Report every line below that holds the word "router".

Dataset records
=== Begin Enclosure ===

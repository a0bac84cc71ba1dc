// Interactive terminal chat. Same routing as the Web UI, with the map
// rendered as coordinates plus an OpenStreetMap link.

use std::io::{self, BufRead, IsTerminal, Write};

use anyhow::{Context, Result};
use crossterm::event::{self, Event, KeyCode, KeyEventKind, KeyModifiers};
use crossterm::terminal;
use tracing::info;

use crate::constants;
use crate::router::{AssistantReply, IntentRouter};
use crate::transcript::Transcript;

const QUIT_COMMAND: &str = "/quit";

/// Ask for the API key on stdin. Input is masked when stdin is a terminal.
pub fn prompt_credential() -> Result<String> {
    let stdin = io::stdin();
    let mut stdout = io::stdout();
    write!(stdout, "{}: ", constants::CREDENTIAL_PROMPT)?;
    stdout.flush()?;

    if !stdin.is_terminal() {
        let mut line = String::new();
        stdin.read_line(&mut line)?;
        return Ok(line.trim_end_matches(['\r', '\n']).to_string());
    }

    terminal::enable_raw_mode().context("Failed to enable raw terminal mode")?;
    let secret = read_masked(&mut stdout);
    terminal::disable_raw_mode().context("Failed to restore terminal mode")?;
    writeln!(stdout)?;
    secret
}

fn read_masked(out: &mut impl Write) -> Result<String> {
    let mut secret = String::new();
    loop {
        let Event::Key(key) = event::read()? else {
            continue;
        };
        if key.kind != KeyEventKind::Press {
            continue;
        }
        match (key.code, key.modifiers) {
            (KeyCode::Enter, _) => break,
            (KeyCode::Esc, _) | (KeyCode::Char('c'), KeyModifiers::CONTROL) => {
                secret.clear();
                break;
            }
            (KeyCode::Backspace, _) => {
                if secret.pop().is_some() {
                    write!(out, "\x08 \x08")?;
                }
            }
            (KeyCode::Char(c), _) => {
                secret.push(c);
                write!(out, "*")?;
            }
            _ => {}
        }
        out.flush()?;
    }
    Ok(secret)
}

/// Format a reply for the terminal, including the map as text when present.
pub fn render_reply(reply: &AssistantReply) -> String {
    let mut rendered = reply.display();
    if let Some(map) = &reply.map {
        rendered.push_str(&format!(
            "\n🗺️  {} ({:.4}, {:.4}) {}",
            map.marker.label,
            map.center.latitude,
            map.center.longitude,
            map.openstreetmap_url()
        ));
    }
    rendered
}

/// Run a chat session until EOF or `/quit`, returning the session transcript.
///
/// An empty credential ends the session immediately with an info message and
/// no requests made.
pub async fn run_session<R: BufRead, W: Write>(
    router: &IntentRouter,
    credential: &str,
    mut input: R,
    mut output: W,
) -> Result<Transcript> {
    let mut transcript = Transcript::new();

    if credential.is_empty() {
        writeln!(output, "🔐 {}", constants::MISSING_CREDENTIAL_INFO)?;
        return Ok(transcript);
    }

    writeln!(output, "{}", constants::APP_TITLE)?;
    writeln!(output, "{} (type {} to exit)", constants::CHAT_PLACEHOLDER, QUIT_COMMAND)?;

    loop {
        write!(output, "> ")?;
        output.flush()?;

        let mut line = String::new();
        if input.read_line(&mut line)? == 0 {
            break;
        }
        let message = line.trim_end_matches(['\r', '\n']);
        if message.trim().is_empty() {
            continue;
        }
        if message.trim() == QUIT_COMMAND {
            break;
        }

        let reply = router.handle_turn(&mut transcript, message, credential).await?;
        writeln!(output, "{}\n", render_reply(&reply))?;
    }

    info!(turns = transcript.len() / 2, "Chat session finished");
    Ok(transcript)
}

=== End Enclosure ===

- **Written response**
use crate::router::{AssistantReply, IntentRouter};
    router: &IntentRouter,
        let reply = router.handle_turn(&mut transcript, message, credential).await?;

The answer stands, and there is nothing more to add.